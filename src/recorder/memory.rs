// Copyright 2025 Fernando Borretti
//
// Licensed under the Apache License, Version 2.0 (the "License");
// you may not use this file except in compliance with the License.
// You may obtain a copy of the License at
//
//     http://www.apache.org/licenses/LICENSE-2.0
//
// Unless required by applicable law or agreed to in writing, software
// distributed under the License is distributed on an "AS IS" BASIS,
// WITHOUT WARRANTIES OR CONDITIONS OF ANY KIND, either express or implied.
// See the License for the specific language governing permissions and
// limitations under the License.

use std::collections::HashMap;
use std::sync::Mutex;
use std::sync::MutexGuard;

use crate::recorder::RecorderError;
use crate::recorder::RecorderResult;
use crate::recorder::ReviewRecorder;
use crate::queue::QueueFilter;
use crate::recorder::apply_review;
use crate::types::card_kind::ItemKind;
use crate::types::item::LearningItem;
use crate::types::item_id::ItemId;
use crate::types::review::ReviewEvent;
use crate::types::review::ReviewSubmission;
use crate::types::session_record::SessionId;
use crate::types::session_record::SessionRecord;
use crate::types::session_record::SessionSummary;
use crate::types::timestamp::Timestamp;
use crate::types::user::UserId;

/// A recorder that keeps everything in process memory.
#[derive(Default)]
pub struct MemoryRecorder {
    state: Mutex<State>,
}

#[derive(Default)]
struct State {
    items: HashMap<(UserId, ItemId), LearningItem>,
    events: Vec<(UserId, ReviewEvent)>,
    sessions: Vec<(UserId, SessionRecord)>,
}

impl MemoryRecorder {
    pub fn new() -> Self {
        Self::default()
    }

    fn acquire(&self) -> RecorderResult<MutexGuard<'_, State>> {
        self.state
            .lock()
            .map_err(|_| RecorderError::Storage("memory store lock poisoned".to_string()))
    }

    fn due_of_kind(
        &self,
        user: &UserId,
        kind: ItemKind,
        now: Timestamp,
        limit: usize,
    ) -> RecorderResult<Vec<LearningItem>> {
        let state = self.acquire()?;
        let mut due: Vec<LearningItem> = state
            .items
            .iter()
            .filter(|((owner, _), item)| {
                owner == user && item.kind() == kind && item.schedule.is_due(now)
            })
            .map(|(_, item)| item.clone())
            .collect();
        due.sort_by(|a, b| {
            a.schedule
                .due()
                .cmp(&b.schedule.due())
                .then_with(|| a.id.cmp(&b.id))
        });
        due.truncate(limit);
        Ok(due)
    }
}

impl ReviewRecorder for MemoryRecorder {
    fn insert_item(&self, user: &UserId, item: &LearningItem) -> RecorderResult<()> {
        let mut state = self.acquire()?;
        let key = (user.clone(), item.id);
        if state.items.contains_key(&key) {
            return Err(RecorderError::Duplicate(item.id));
        }
        log::debug!("Inserting item {} for {user}", item.id.short());
        state.items.insert(key, item.clone());
        Ok(())
    }

    fn get_item(&self, user: &UserId, id: ItemId) -> RecorderResult<LearningItem> {
        let state = self.acquire()?;
        state
            .items
            .get(&(user.clone(), id))
            .cloned()
            .ok_or(RecorderError::NotFound(id))
    }

    fn items(&self, user: &UserId) -> RecorderResult<Vec<LearningItem>> {
        let state = self.acquire()?;
        let mut items: Vec<LearningItem> = state
            .items
            .iter()
            .filter(|((owner, _), _)| owner == user)
            .map(|(_, item)| item.clone())
            .collect();
        items.sort_by(|a, b| a.id.cmp(&b.id));
        Ok(items)
    }

    fn due_flashcards(
        &self,
        user: &UserId,
        now: Timestamp,
        limit: usize,
    ) -> RecorderResult<Vec<LearningItem>> {
        self.due_of_kind(user, ItemKind::Flashcard, now, limit)
    }

    fn due_questions(
        &self,
        user: &UserId,
        now: Timestamp,
        limit: usize,
    ) -> RecorderResult<Vec<LearningItem>> {
        self.due_of_kind(user, ItemKind::Question, now, limit)
    }

    fn new_flashcards(&self, user: &UserId, count: usize) -> RecorderResult<Vec<LearningItem>> {
        let state = self.acquire()?;
        let mut new: Vec<LearningItem> = state
            .items
            .iter()
            .filter(|((owner, _), item)| {
                owner == user && item.kind() == ItemKind::Flashcard && item.is_new()
            })
            .map(|(_, item)| item.clone())
            .collect();
        new.sort_by(|a, b| {
            b.created_at
                .cmp(&a.created_at)
                .then_with(|| a.id.cmp(&b.id))
        });
        new.truncate(count);
        Ok(new)
    }

    fn weak_questions(
        &self,
        user: &UserId,
        threshold: f64,
        limit: usize,
    ) -> RecorderResult<Vec<LearningItem>> {
        let state = self.acquire()?;
        let mut weak: Vec<LearningItem> = state
            .items
            .iter()
            .filter(|((owner, _), item)| {
                owner == user && item.kind() == ItemKind::Question && item.mastery() < threshold
            })
            .map(|(_, item)| item.clone())
            .collect();
        weak.sort_by(|a, b| a.mastery().total_cmp(&b.mastery()).then_with(|| a.id.cmp(&b.id)));
        weak.truncate(limit);
        Ok(weak)
    }

    fn review_events(
        &self,
        user: &UserId,
        since: Option<Timestamp>,
    ) -> RecorderResult<Vec<ReviewEvent>> {
        let state = self.acquire()?;
        let mut events: Vec<ReviewEvent> = state
            .events
            .iter()
            .filter(|(owner, event)| {
                owner == user && since.is_none_or(|since| event.reviewed_at >= since)
            })
            .map(|(_, event)| event.clone())
            .collect();
        events.sort_by_key(|event| event.reviewed_at);
        Ok(events)
    }

    fn record_review(
        &self,
        user: &UserId,
        submission: ReviewSubmission,
    ) -> RecorderResult<ReviewEvent> {
        let mut state = self.acquire()?;
        let id = submission.item_id;
        let item = state
            .items
            .get_mut(&(user.clone(), id))
            .ok_or(RecorderError::NotFound(id))?;
        let event = apply_review(item, submission)?;
        state.events.push((user.clone(), event.clone()));
        Ok(event)
    }

    fn start_session(
        &self,
        user: &UserId,
        focus: QueueFilter,
        target_minutes: Option<u32>,
        now: Timestamp,
    ) -> RecorderResult<SessionRecord> {
        let mut state = self.acquire()?;
        let next = i64::try_from(state.sessions.len())
            .map_err(|_| RecorderError::Storage("too many sessions".to_string()))?
            + 1;
        let record = SessionRecord {
            id: SessionId::new(next),
            focus,
            target_minutes,
            started_at: now,
            completed_at: None,
            summary: SessionSummary::default(),
        };
        state.sessions.push((user.clone(), record.clone()));
        Ok(record)
    }

    fn get_session(&self, user: &UserId, id: SessionId) -> RecorderResult<SessionRecord> {
        let state = self.acquire()?;
        state
            .sessions
            .iter()
            .find(|(owner, record)| owner == user && record.id == id)
            .map(|(_, record)| record.clone())
            .ok_or(RecorderError::SessionNotFound(id))
    }

    fn complete_session(
        &self,
        user: &UserId,
        id: SessionId,
        summary: SessionSummary,
        now: Timestamp,
    ) -> RecorderResult<SessionRecord> {
        let mut state = self.acquire()?;
        let record = state
            .sessions
            .iter_mut()
            .find(|(owner, record)| owner == user && record.id == id)
            .map(|(_, record)| record)
            .ok_or(RecorderError::SessionNotFound(id))?;
        if record.is_completed() {
            return Err(RecorderError::SessionClosed(id));
        }
        record.completed_at = Some(now);
        record.summary = summary;
        Ok(record.clone())
    }

    fn sessions(&self, user: &UserId, limit: usize) -> RecorderResult<Vec<SessionRecord>> {
        let state = self.acquire()?;
        let mut sessions: Vec<SessionRecord> = state
            .sessions
            .iter()
            .filter(|(owner, _)| owner == user)
            .map(|(_, record)| record.clone())
            .collect();
        sessions.sort_by(|a, b| {
            b.started_at
                .cmp(&a.started_at)
                .then_with(|| b.id.cmp(&a.id))
        });
        sessions.truncate(limit);
        Ok(sessions)
    }
}

#[cfg(test)]
mod tests {
    use super::*;
    use crate::recorder::suite;

    #[test]
    fn test_insert_and_get() {
        suite::insert_and_get(&MemoryRecorder::new());
    }

    #[test]
    fn test_due_queries() {
        suite::due_queries(&MemoryRecorder::new());
    }

    #[test]
    fn test_record_review() {
        suite::record_review(&MemoryRecorder::new());
    }

    #[test]
    fn test_stale_review_conflicts() {
        suite::stale_review_conflicts(&MemoryRecorder::new());
    }

    #[test]
    fn test_review_missing_item() {
        suite::review_missing_item(&MemoryRecorder::new());
    }

    #[test]
    fn test_weak_questions() {
        suite::weak_questions(&MemoryRecorder::new());
    }

    #[test]
    fn test_session_records() {
        suite::session_records(&MemoryRecorder::new());
    }

    #[test]
    fn test_shared_across_threads() {
        use std::sync::Arc;
        use std::thread;

        let recorder = Arc::new(MemoryRecorder::new());
        let handles: Vec<_> = (0..4)
            .map(|i| {
                let recorder = Arc::clone(&recorder);
                thread::spawn(move || {
                    let card = crate::helper::new_card(&format!("card {i}"), suite::now());
                    recorder.insert_item(&suite::user(), &card)
                })
            })
            .collect();
        for handle in handles {
            handle.join().unwrap().unwrap();
        }
        assert_eq!(recorder.items(&suite::user()).unwrap().len(), 4);
    }
}
// Copyright 2025 Fernando Borretti
//
// Licensed under the Apache License, Version 2.0 (the "License");
// you may not use this file except in compliance with the License.
// You may obtain a copy of the License at
//
//     http://www.apache.org/licenses/LICENSE-2.0
//
// Unless required by applicable law or agreed to in writing, software
// distributed under the License is distributed on an "AS IS" BASIS,
// WITHOUT WARRANTIES OR CONDITIONS OF ANY KIND, either express or implied.
// See the License for the specific language governing permissions and
// limitations under the License.

use std::fs::read_to_string;
use std::path::Path;

use serde::Deserialize;
use serde::Serialize;

use crate::error::Fallible;
use crate::error::fail;
use crate::types::schedule::Ease;

/// A hundred years. Upper bound for every day count in the file.
const MAX_DAYS: u32 = 36_500;

/// Tunable policy constants. Every section and every key is optional in the
/// TOML file; missing values take the defaults below.
#[derive(Clone, PartialEq, Debug, Default, Serialize, Deserialize)]
#[serde(default, deny_unknown_fields)]
pub struct Config {
    pub scheduler: SchedulerPolicy,
    pub queue: QueuePolicy,
    pub session: SessionPolicy,
    pub stats: StatsPolicy,
}

/// Constants for the item scheduler.
#[derive(Clone, PartialEq, Debug, Serialize, Deserialize)]
#[serde(default, deny_unknown_fields)]
pub struct SchedulerPolicy {
    /// Ease never drops below this.
    pub min_ease: f64,
    pub again_ease_penalty: f64,
    pub hard_ease_penalty: f64,
    pub easy_ease_bonus: f64,
    /// Interval after a lapse.
    pub again_interval: u32,
    pub hard_multiplier: f64,
    pub easy_multiplier: f64,
    /// Interval after the first successful review.
    pub first_interval: u32,
    /// Interval after the second consecutive successful review.
    pub second_interval: u32,
    /// Smallest interval for a never-reviewed item rated easy.
    pub easy_first_interval: u32,
    pub max_interval: u32,
}

impl Default for SchedulerPolicy {
    fn default() -> Self {
        Self {
            min_ease: Ease::MIN,
            again_ease_penalty: 0.20,
            hard_ease_penalty: 0.15,
            easy_ease_bonus: 0.15,
            again_interval: 1,
            hard_multiplier: 1.2,
            easy_multiplier: 1.3,
            first_interval: 1,
            second_interval: 6,
            easy_first_interval: 3,
            max_interval: MAX_DAYS,
        }
    }
}

/// Weights of the priority score.
#[derive(Clone, PartialEq, Debug, Serialize, Deserialize)]
#[serde(default, deny_unknown_fields)]
pub struct QueuePolicy {
    /// Each lapse amplifies overdue time by this fraction.
    pub lapse_weight: f64,
    /// Reference ease: items below it gain priority, items above lose it.
    pub base_ease: f64,
    pub ease_weight: f64,
    pub mastery_weight: f64,
    /// Importance of a missed question relative to a flashcard. Scales the
    /// overdue and mastery terms of a question's score.
    pub question_weight: f64,
}

impl Default for QueuePolicy {
    fn default() -> Self {
        Self {
            lapse_weight: 0.1,
            base_ease: Ease::INITIAL.value(),
            ease_weight: 2.0,
            mastery_weight: 1.0,
            question_weight: 1.0,
        }
    }
}

#[derive(Clone, PartialEq, Debug, Serialize, Deserialize)]
#[serde(default, deny_unknown_fields)]
pub struct SessionPolicy {
    /// New items injected per due item.
    pub new_ratio: f64,
    /// Hard cap on new items per session, if any.
    pub max_new_per_session: Option<usize>,
    /// Session size when the caller does not give one.
    pub default_limit: usize,
}

impl Default for SessionPolicy {
    fn default() -> Self {
        Self {
            new_ratio: 0.2,
            max_new_per_session: None,
            default_limit: 50,
        }
    }
}

#[derive(Clone, PartialEq, Debug, Serialize, Deserialize)]
#[serde(default, deny_unknown_fields)]
pub struct StatsPolicy {
    /// Trailing window, in days, for the retention rate.
    pub retention_window_days: u32,
    /// Items with at least this many consecutive successes are mature.
    pub mature_repetitions: u32,
    /// A question is mastered once it has this many consecutive successes
    /// and at least `mastered_mastery` of its attempts were correct.
    pub mastered_repetitions: u32,
    pub mastered_mastery: f64,
}

impl Default for StatsPolicy {
    fn default() -> Self {
        Self {
            retention_window_days: 30,
            mature_repetitions: 3,
            mastered_repetitions: 2,
            mastered_mastery: 0.8,
        }
    }
}

impl Config {
    /// Load the configuration file at `path`, or the defaults if no path is
    /// given.
    pub fn load(path: Option<&Path>) -> Fallible<Self> {
        match path {
            None => {
                log::debug!("Using default configuration.");
                Ok(Self::default())
            }
            Some(path) => {
                if !path.exists() {
                    return fail(format!(
                        "configuration file does not exist: {}",
                        path.display()
                    ));
                }
                log::debug!("Loading configuration from {}", path.display());
                let content = read_to_string(path)?;
                Self::from_toml(&content)
            }
        }
    }

    pub fn from_toml(content: &str) -> Fallible<Self> {
        let config: Config = toml::from_str(content)?;
        config.validate()?;
        Ok(config)
    }

    pub fn validate(&self) -> Fallible<()> {
        let s = &self.scheduler;
        if !s.min_ease.is_finite() || s.min_ease < Ease::MIN {
            return fail(format!("scheduler.min_ease must be at least {}", Ease::MIN));
        }
        for (name, value) in [
            ("scheduler.again_ease_penalty", s.again_ease_penalty),
            ("scheduler.hard_ease_penalty", s.hard_ease_penalty),
            ("scheduler.easy_ease_bonus", s.easy_ease_bonus),
        ] {
            if !value.is_finite() || value < 0.0 {
                return fail(format!("{name} must be a non-negative number"));
            }
        }
        for (name, value) in [
            ("scheduler.hard_multiplier", s.hard_multiplier),
            ("scheduler.easy_multiplier", s.easy_multiplier),
        ] {
            if !value.is_finite() || value < 1.0 {
                return fail(format!("{name} must be at least 1"));
            }
        }
        if s.again_interval == 0 || s.first_interval == 0 {
            return fail("scheduler intervals must be at least one day");
        }
        if s.second_interval < s.first_interval {
            return fail("scheduler.second_interval must not be shorter than first_interval");
        }
        if s.max_interval < s.second_interval.max(s.easy_first_interval) {
            return fail("scheduler.max_interval is shorter than the learning intervals");
        }
        if s.max_interval > MAX_DAYS {
            return fail(format!("scheduler.max_interval must be at most {MAX_DAYS}"));
        }
        let q = &self.queue;
        for (name, value) in [
            ("queue.lapse_weight", q.lapse_weight),
            ("queue.ease_weight", q.ease_weight),
            ("queue.mastery_weight", q.mastery_weight),
            ("queue.question_weight", q.question_weight),
        ] {
            if !value.is_finite() || value < 0.0 {
                return fail(format!("{name} must be a non-negative number"));
            }
        }
        if !q.base_ease.is_finite() {
            return fail("queue.base_ease must be a finite number");
        }
        let r = self.session.new_ratio;
        if !(0.0..=1.0).contains(&r) {
            return fail("session.new_ratio must be between 0 and 1");
        }
        if self.stats.retention_window_days == 0 {
            return fail("stats.retention_window_days must be at least 1");
        }
        if self.stats.retention_window_days > MAX_DAYS {
            return fail(format!(
                "stats.retention_window_days must be at most {MAX_DAYS}"
            ));
        }
        if self.stats.mature_repetitions == 0 {
            return fail("stats.mature_repetitions must be at least 1");
        }
        if !(0.0..=1.0).contains(&self.stats.mastered_mastery) {
            return fail("stats.mastered_mastery must be between 0 and 1");
        }
        Ok(())
    }
}
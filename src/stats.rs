// Copyright 2025 Fernando Borretti
//
// Licensed under the Apache License, Version 2.0 (the "License");
// you may not use this file except in compliance with the License.
// You may obtain a copy of the License at
//
//     http://www.apache.org/licenses/LICENSE-2.0
//
// Unless required by applicable law or agreed to in writing, software
// distributed under the License is distributed on an "AS IS" BASIS,
// WITHOUT WARRANTIES OR CONDITIONS OF ANY KIND, either express or implied.
// See the License for the specific language governing permissions and
// limitations under the License.

use std::collections::BTreeMap;
use std::collections::BTreeSet;

use serde::Serialize;

use crate::config::StatsPolicy;
use crate::types::card_kind::ItemKind;
use crate::types::date::Date;
use crate::types::item::ItemContent;
use crate::types::item::LearningItem;
use crate::types::review::ReviewEvent;
use crate::types::timestamp::Timestamp;

/// Progress summary. Calendar days are UTC days.
#[derive(Clone, PartialEq, Debug, Default, Serialize)]
#[serde(rename_all = "camelCase")]
pub struct Stats {
    pub total: usize,
    pub due_today: usize,
    pub flashcards_due: usize,
    pub questions_due: usize,
    pub new_count: usize,
    pub learning_count: usize,
    pub mature_count: usize,
    /// Fraction of recent reviews rated good or easy.
    pub avg_retention_rate: f64,
    pub current_streak: u32,
    pub longest_streak: u32,
    pub reviews_today: usize,
    pub reviews_this_week: usize,
    pub avg_mastery: f64,
    pub mastered_questions: usize,
    /// Missed questions grouped by exam domain.
    pub questions_by_domain: BTreeMap<String, DomainStats>,
}

/// Domain label for questions recorded without one.
pub const UNKNOWN_DOMAIN: &str = "unknown";

#[derive(Clone, PartialEq, Debug, Default, Serialize)]
#[serde(rename_all = "camelCase")]
pub struct DomainStats {
    pub total: usize,
    /// Due by the end of today, as in `Stats::due_today`.
    pub due: usize,
    /// Mean mastery over every question in the domain, reviewed or not.
    pub avg_mastery: f64,
}

pub struct Aggregator {
    policy: StatsPolicy,
}

impl Aggregator {
    pub fn new(policy: StatsPolicy) -> Self {
        Self { policy }
    }

    pub fn summarize(
        &self,
        items: &[LearningItem],
        events: &[ReviewEvent],
        now: Timestamp,
    ) -> Stats {
        let today = now.date();
        let mut stats = Stats {
            total: items.len(),
            ..Stats::default()
        };

        let mut mastery_sum = 0.0;
        let mut reviewed = 0usize;
        for item in items {
            if item.schedule.due().date() <= today {
                stats.due_today += 1;
                match item.kind() {
                    ItemKind::Flashcard => stats.flashcards_due += 1,
                    ItemKind::Question => stats.questions_due += 1,
                }
            }
            let reps = item.schedule.repetitions();
            if item.is_new() {
                stats.new_count += 1;
            } else if reps >= self.policy.mature_repetitions {
                stats.mature_count += 1;
            } else if reps > 0 {
                stats.learning_count += 1;
            }
            if item.tally.total > 0 {
                mastery_sum += item.mastery();
                reviewed += 1;
            }
            if let ItemContent::Question(question) = &item.content {
                if reps >= self.policy.mastered_repetitions
                    && item.mastery() >= self.policy.mastered_mastery
                {
                    stats.mastered_questions += 1;
                }
                let domain = question.domain.as_deref().unwrap_or(UNKNOWN_DOMAIN);
                let entry = stats
                    .questions_by_domain
                    .entry(domain.to_string())
                    .or_default();
                entry.total += 1;
                if item.schedule.due().date() <= today {
                    entry.due += 1;
                }
                // Summed here, divided below.
                entry.avg_mastery += item.mastery();
            }
        }
        if reviewed > 0 {
            stats.avg_mastery = mastery_sum / reviewed as f64;
        }
        for domain in stats.questions_by_domain.values_mut() {
            domain.avg_mastery /= domain.total as f64;
        }

        let window_start = today.minus_days(self.policy.retention_window_days.saturating_sub(1));
        let week_start = today.minus_days(6);
        let mut in_window = 0usize;
        let mut retained = 0usize;
        for event in events {
            let day = event.reviewed_at.date();
            if day > today {
                continue;
            }
            if day == today {
                stats.reviews_today += 1;
            }
            if day >= week_start {
                stats.reviews_this_week += 1;
            }
            if day >= window_start {
                in_window += 1;
                if event.rating.is_correct() {
                    retained += 1;
                }
            }
        }
        if in_window > 0 {
            stats.avg_retention_rate = retained as f64 / in_window as f64;
        }

        let days: BTreeSet<Date> = events
            .iter()
            .map(|e| e.reviewed_at.date())
            .filter(|day| *day <= today)
            .collect();
        stats.current_streak = current_streak(&days, today);
        stats.longest_streak = longest_streak(&days);

        log::debug!(
            "Summarized {} items and {} events: {} due today, streak {}",
            items.len(),
            events.len(),
            stats.due_today,
            stats.current_streak
        );
        stats
    }
}

impl Default for Aggregator {
    fn default() -> Self {
        Self::new(StatsPolicy::default())
    }
}

/// Summarize with the default policy.
pub fn summarize(items: &[LearningItem], events: &[ReviewEvent], now: Timestamp) -> Stats {
    Aggregator::default().summarize(items, events, now)
}

/// Consecutive review days ending today, or ending yesterday if nothing has
/// been reviewed yet today.
fn current_streak(days: &BTreeSet<Date>, today: Date) -> u32 {
    let mut day = if days.contains(&today) {
        today
    } else {
        today.prev()
    };
    let mut streak = 0;
    while days.contains(&day) {
        streak += 1;
        let prev = day.prev();
        if prev == day {
            break;
        }
        day = prev;
    }
    streak
}

fn longest_streak(days: &BTreeSet<Date>) -> u32 {
    let mut longest = 0;
    let mut run = 0;
    let mut last: Option<Date> = None;
    for day in days {
        run = match last {
            Some(prev) if day.days_after(prev) == 1 => run + 1,
            _ => 1,
        };
        longest = longest.max(run);
        last = Some(*day);
    }
    longest
}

* * * * * * * * *

**Work item:** In the listing above, count every line that contains the word "SessionNotFound" and give the number with no comment.

**Answer box:** 2